Re: [HEADS-UP] BSD sort is the default sort in -CURRENT

From: Doug Barton <dougb_at_FreeBSD.org> Date: Wed, 27 Jun 2012 01:34:57 -0700 · This archive was generated by hypermail 2.4.0 : Wed May 19 2021 - 11:40:28 UTC

On 06/26/2012 11:48 PM, Oleg Moskalenko wrote:
> 
> 
>> -----Original Message----- From: Doug Barton
>> [mailto:dougb_at_FreeBSD.org] Sent: Tuesday, June 26, 2012 11:18 PM 
>> To: Gabor Kovesdan Cc: FreeBSD Current; Oleg Moskalenko Subject:
>> Re: [HEADS-UP] BSD sort is the default sort in -CURRENT
>> 
>> On 06/26/2012 11:04 PM, Gabor Kovesdan wrote:
>>> Hi Folks,
>>> 
>>> as I announced before, the default sort in -CURRENT has been
>>> changed to BSD sort.
>> 
>> Has this been performance tested vs. the old one? If so, where are
>> the results?
> 
> Of course it was performance-tested.

Great, can you post the results somewhere? I understand what you're
saying below that there are situations where worse performance may need
explanation, but it would be helpful if we had the data to look at.
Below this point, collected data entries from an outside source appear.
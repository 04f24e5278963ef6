use crate::{appconfig, converter::Converter, ico};
use eyre::WrapErr;
use std::{
    io::Write,
    path::{Path, PathBuf},
};

pub const FILE_NAME: &str = "favicon.ico";
pub const SOURCE_FILE_NAME: &str = "favicon.svg";
pub const DEFAULT_SIZES: &[u32] = &[16, 32, 48];
pub const BUILTIN_SIZE: u32 = 32;

/// How the favicon ended up being produced.
#[derive(Debug, PartialEq, Eq, Clone)]
pub enum Outcome {
    Converted { sizes: Vec<u32> },
    Builtin,
}

/// Rasters written next to the output, removed again when dropped.
#[derive(Debug, Default)]
struct Temporaries(Vec<PathBuf>);

impl Temporaries {
    fn push(&mut self, path: PathBuf) {
        self.0.push(path);
    }

    fn paths(&self) -> &[PathBuf] {
        &self.0
    }

    fn remove_all(mut self) -> std::io::Result<()> {
        while let Some(path) = self.0.pop() {
            match std::fs::remove_file(&path) {
                Err(e) if e.kind() != std::io::ErrorKind::NotFound => return Err(e),
                _ => {}
            }
        }
        Ok(())
    }
}

impl Drop for Temporaries {
    fn drop(&mut self) {
        for path in &self.0 {
            let _ = std::fs::remove_file(path);
        }
    }
}

#[derive(Debug)]
pub struct FaviconBuilder<C> {
    converter: C,
    output_dir: PathBuf,
    source: PathBuf,
    sizes: Vec<u32>,
    builtin: bool,
}

impl<C: Converter> FaviconBuilder<C> {
    pub fn new(converter: C, output_dir: impl Into<PathBuf>) -> Self {
        let output_dir = output_dir.into();
        FaviconBuilder {
            converter,
            source: output_dir.join(SOURCE_FILE_NAME),
            output_dir,
            sizes: DEFAULT_SIZES.to_vec(),
            builtin: false,
        }
    }

    pub fn from_config(converter: C, config: &appconfig::AppConfig) -> Self {
        FaviconBuilder::new(converter, &config.output_dir)
            .source(config.favicon_source())
            .sizes(config.favicon.sizes.clone())
            .builtin(config.favicon.builtin)
    }

    pub fn source(mut self, source: impl Into<PathBuf>) -> Self {
        self.source = source.into();
        self
    }

    pub fn sizes(mut self, sizes: Vec<u32>) -> Self {
        self.sizes = sizes;
        self
    }

    pub fn builtin(mut self, builtin: bool) -> Self {
        self.builtin = builtin;
        self
    }

    pub fn ico_path(&self) -> PathBuf {
        self.output_dir.join(FILE_NAME)
    }

    fn raster_path(&self, size: u32) -> PathBuf {
        self.output_dir.join(format!("favicon-{size}x{size}.png"))
    }

    pub fn build(&self) -> eyre::Result<Outcome> {
        let ico_path = self.ico_path();
        if self.builtin {
            tracing::debug!("skipping converter, building favicon from the built-in bitmap");
        } else if self.converter.is_available() {
            self.convert(&ico_path)?;
            tracing::info!(path = %ico_path.display(), sizes = ?self.sizes, "created favicon");
            return Ok(Outcome::Converted {
                sizes: self.sizes.clone(),
            });
        } else {
            tracing::warn!("image converter not found, building a basic favicon instead");
        }

        write_builtin(&ico_path)?;
        tracing::info!(path = %ico_path.display(), "created basic favicon");
        Ok(Outcome::Builtin)
    }

    fn convert(&self, ico_path: &Path) -> eyre::Result<()> {
        validate_sizes(&self.sizes)?;

        let mut temporaries = Temporaries::default();
        for &size in &self.sizes {
            let png = self.raster_path(size);
            // registered before running so a partial file is cleaned up too
            temporaries.push(png.clone());
            self.converter.rasterize(&self.source, &png, size)?;
        }
        self.converter.combine(temporaries.paths(), ico_path)?;
        temporaries
            .remove_all()
            .wrap_err("failed to remove temporary favicon rasters")?;
        Ok(())
    }
}

fn validate_sizes(sizes: &[u32]) -> eyre::Result<()> {
    if sizes.is_empty() {
        eyre::bail!("no favicon sizes configured");
    }
    for (index, &size) in sizes.iter().enumerate() {
        if size == 0 || size > ico::MAX_DIMENSION {
            eyre::bail!(
                "favicon size {size} is outside of 1..={}",
                ico::MAX_DIMENSION
            );
        }
        if sizes[..index].contains(&size) {
            eyre::bail!("favicon size {size} is configured more than once");
        }
    }
    Ok(())
}

/// Writes the hand-assembled 32x32 favicon to `path`.
pub fn write_builtin(path: impl AsRef<Path>) -> eyre::Result<()> {
    let path = path.as_ref();
    let dib = ico::Dib::bordered_square(BUILTIN_SIZE)?;
    let mut file = std::io::BufWriter::new(
        std::fs::File::create(path)
            .wrap_err_with(|| format!("failed to create {}", path.display()))?,
    );
    ico::write_single(&dib, &mut file)
        .and_then(|()| file.flush())
        .wrap_err_with(|| format!("failed to write {}", path.display()))?;
    Ok(())
}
> As this is a totally different
> program with different algorithms, it has totally different
> performance profile on different tests, comparing to the old sort. In
> the default compilation mode (single thread sort) the performance is
> on the same level as the old sort (sometimes faster, sometimes
> slower). The new sort is often significantly faster in numeric sort
> tests. In "experimental" multi-threading mode, the new sort is much
> faster than the old sort on multi-CPU systems.

This sounds encouraging. Is there a knob to enable the threaded build?

> The sort speed comparison is not actually fair because the old sort
> cuts some corners and has a number of bugs.

Understood, but the existing sort is what we're changing away from, so
that's what we have to test against. What we don't want is a situation
where we are switching to the new sort by default without understanding
what the tradeoffs are. (IOW, we don't want a repeat of the situation
with grep.)

> The concrete figures do not have much sense because you change the
> sort file and you get a totally different performance ratio.

I'm assuming that you'd run the performance tests on various different
input files, and report the different results.

>> Has this been thoroughly regression-tested against the old
>> version, option by option?
> 
> Of course we have the regression tests. We have an overnight test
> that runs through probably 17 millions various sort option
> combinations. 

This sounds great, but ...

> But we actually had to compare the new sort against a
> fresh GNU sort implementation (version 8.15), because the old BSD GNU
> sort is very buggy and testing against the old GNU sort has no
> sense.

... this not so much. The existing sort is what people have now, and
what they rely on, particularly for scripts. Comparing apples to oranges
doesn't help us understand how things are going to be different with the
new version.

Doug